Collected data:

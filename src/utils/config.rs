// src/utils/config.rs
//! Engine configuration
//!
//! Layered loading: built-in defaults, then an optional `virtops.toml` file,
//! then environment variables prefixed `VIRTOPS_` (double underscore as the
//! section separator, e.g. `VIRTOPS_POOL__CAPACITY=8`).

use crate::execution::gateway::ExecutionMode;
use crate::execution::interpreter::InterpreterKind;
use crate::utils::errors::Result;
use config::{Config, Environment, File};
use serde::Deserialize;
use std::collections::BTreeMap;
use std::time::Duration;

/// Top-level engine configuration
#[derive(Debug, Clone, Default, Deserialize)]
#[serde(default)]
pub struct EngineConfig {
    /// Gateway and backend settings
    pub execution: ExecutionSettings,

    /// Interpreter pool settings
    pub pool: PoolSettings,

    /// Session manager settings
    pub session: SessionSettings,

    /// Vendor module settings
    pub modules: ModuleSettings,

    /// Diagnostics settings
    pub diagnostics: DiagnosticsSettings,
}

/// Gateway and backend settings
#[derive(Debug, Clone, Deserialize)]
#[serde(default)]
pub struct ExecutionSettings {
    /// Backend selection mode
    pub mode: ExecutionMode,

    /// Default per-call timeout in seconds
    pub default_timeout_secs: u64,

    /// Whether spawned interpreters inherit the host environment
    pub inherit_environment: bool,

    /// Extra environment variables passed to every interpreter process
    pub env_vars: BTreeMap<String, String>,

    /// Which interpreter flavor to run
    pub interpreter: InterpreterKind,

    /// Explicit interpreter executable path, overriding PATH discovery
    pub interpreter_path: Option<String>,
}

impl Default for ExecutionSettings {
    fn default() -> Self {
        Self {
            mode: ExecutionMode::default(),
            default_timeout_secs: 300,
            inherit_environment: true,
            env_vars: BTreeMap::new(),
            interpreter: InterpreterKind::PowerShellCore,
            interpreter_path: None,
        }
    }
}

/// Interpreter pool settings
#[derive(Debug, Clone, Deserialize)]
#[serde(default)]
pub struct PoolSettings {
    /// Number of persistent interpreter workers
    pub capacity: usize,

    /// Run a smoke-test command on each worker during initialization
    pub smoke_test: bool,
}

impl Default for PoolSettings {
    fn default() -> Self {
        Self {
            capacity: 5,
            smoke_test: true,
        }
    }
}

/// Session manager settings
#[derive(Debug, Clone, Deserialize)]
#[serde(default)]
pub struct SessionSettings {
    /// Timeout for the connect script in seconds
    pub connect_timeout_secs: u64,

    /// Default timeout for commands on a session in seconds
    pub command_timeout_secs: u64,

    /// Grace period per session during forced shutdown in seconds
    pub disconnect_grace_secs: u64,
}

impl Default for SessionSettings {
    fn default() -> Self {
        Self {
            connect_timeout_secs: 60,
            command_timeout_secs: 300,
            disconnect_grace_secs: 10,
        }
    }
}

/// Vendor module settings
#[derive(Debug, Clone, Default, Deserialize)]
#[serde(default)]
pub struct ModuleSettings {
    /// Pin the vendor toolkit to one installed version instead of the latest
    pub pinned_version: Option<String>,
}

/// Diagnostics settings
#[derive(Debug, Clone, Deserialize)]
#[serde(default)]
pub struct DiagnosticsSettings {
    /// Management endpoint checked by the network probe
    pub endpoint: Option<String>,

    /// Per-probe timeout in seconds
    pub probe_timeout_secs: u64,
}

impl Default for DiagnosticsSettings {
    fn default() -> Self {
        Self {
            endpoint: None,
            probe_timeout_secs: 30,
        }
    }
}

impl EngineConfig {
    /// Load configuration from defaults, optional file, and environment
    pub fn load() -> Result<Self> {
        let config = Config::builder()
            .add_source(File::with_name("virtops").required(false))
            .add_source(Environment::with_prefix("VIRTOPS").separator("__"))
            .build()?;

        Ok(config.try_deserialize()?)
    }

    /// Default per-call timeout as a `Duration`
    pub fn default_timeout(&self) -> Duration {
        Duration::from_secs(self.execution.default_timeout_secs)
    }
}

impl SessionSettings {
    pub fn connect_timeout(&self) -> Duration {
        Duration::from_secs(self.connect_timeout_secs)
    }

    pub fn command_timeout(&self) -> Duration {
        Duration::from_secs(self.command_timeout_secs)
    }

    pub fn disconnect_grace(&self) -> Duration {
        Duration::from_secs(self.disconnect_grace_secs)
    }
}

Required action> When a line of the data holds the string "ExecutionMode", pick it out and copy it.

Answer to this problem>
use crate::execution::gateway::ExecutionMode;
    pub mode: ExecutionMode,
            mode: ExecutionMode::default(),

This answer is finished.